Do 4 stycznia 2016 roku odroczono m.in. obowiązek przejścia dodatkowego kursu doszkalającego w Wojewódzkim Ośrodku Ruchu Drogowego i ćwiczeń praktycznych w Ośrodku Doskonalenia Techniki Jazdy.

Tymczasem, jak mówi Informacyjnej Agencji Radiowej instruktor techniki jazdy Adam Próchnicki, zachowania kierowców w tak ekstremalnych warunkach pogodowych, jakie mamy obecnie, najlepiej pokazują jak bardzo potrzebne są dodatkowe szkolenia dla młodych kierowców.

"Obecnie taki adept sztuki jazdy samochodem wjeżdża na śliską nawierzchnię, naciska na pedał hamulca i patrzy co się z autem dzieje" - mówi Próchnicki i dodaje, że właśnie dodatkowe szkolenia miały pokazać kierowcom jak auto zachowuje się na lodzie i przy jakiej prędkości są w stanie rzeczywiście zapanować nad pojazdem.

Odroczone zostały również przepisy nakazujące umieszczania na samochodach naklejek z liściem klonu, które miały informować innych użytkowników drogi, że tym pojazdem jedzie świeżo upieczony kierowca. Taki pojazd miałby też obniżone progi dopuszczalnej prędkości z jaką mógłby się poruszać - do 50 km/h w obszarze zabudowanym, do 80 km/h poza obszarem zabudowanym i do 100 km/h na autostradach. Celem tych przepisów miało być ukrócenie brawury wśród kierowców z najkrótszym stażem.

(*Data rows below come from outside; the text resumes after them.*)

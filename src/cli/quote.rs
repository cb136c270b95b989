use super::ui;
use crate::core::{BatchExporter, FieldSchema, NormalizedRecord, QuoteProvider, coerce};
use anyhow::Result;
use comfy_table::Cell;
use std::time::Duration;
use tracing::info;

/// How a single fund lookup is printed.
#[derive(Debug, Clone, Copy, PartialEq, Eq)]
pub enum QuoteOutput {
    Table,
    Json,
    /// Provider response as received, no normalization.
    Raw,
}

pub async fn run(
    provider: &(dyn QuoteProvider + Send + Sync),
    symbol: &str,
    output: QuoteOutput,
    fetch_timeout: Duration,
) -> Result<()> {
    info!(symbol, "Looking up fund");

    if output == QuoteOutput::Raw {
        let raw = provider.fetch_raw(symbol).await?;
        println!("{}", serde_json::to_string_pretty(&raw)?);
        return Ok(());
    }

    let record = BatchExporter::new(provider)
        .with_fetch_timeout(fetch_timeout)
        .quote(symbol)
        .await;

    match output {
        QuoteOutput::Json => println!("{}", serde_json::to_string_pretty(&record)?),
        _ => display_record(symbol, &record),
    }
    Ok(())
}

fn display_record(symbol: &str, record: &NormalizedRecord) {
    let title = record.name.as_deref().unwrap_or(symbol);
    println!("\nFund: {}", ui::style_text(title, ui::StyleType::Title));

    if record.is_empty() {
        println!(
            "{}",
            ui::style_text(
                &format!("No data available for {symbol}"),
                ui::StyleType::Error
            )
        );
        return;
    }

    let mut table = ui::new_styled_table();
    table.set_header(vec![ui::header_cell("Field"), ui::header_cell("Value")]);
    for (name, cell) in FieldSchema::ordered_names().into_iter().zip(coerce(record)) {
        table.add_row(vec![Cell::new(name), ui::value_cell(&cell)]);
    }
    println!("{table}");
}
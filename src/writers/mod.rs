//! Serializers from an [`ExportMatrix`] to a file.

pub mod xlsx;

use crate::core::ExportMatrix;
use anyhow::Result;
use std::path::{Path, PathBuf};

pub use xlsx::XlsxWriter;

pub trait SheetWriter {
    /// Writes `matrix` to `path` and returns the location written.
    fn write(&self, matrix: &ExportMatrix, path: &Path) -> Result<PathBuf>;
}
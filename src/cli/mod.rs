pub mod export;
pub mod quote;
pub mod search;
pub mod setup;
pub mod ui;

Zdaniem Adama Pruchnickiego, nowy egzamin teoretyczny będzie łatwiejszy dla kandydatów na kierowców pod warunkiem, że będą rozumieli przepisy ruchu drogowego. W jego opinii dotychczas wielu kursantów zdawało egzamin ucząc się testów na pamięć i kompletnie nie rozumiejąc o co chodzi w przepisach. Próchnicki przytoczył dane NIK sprzed kilku lat, z których wynikało, że 70 procent anonimowych uczestników ankiety przyznało się, że nie brało udziału w szkoleniu teoretycznym, a jedynie uczyło się na pamięć testów egzaminacyjnych.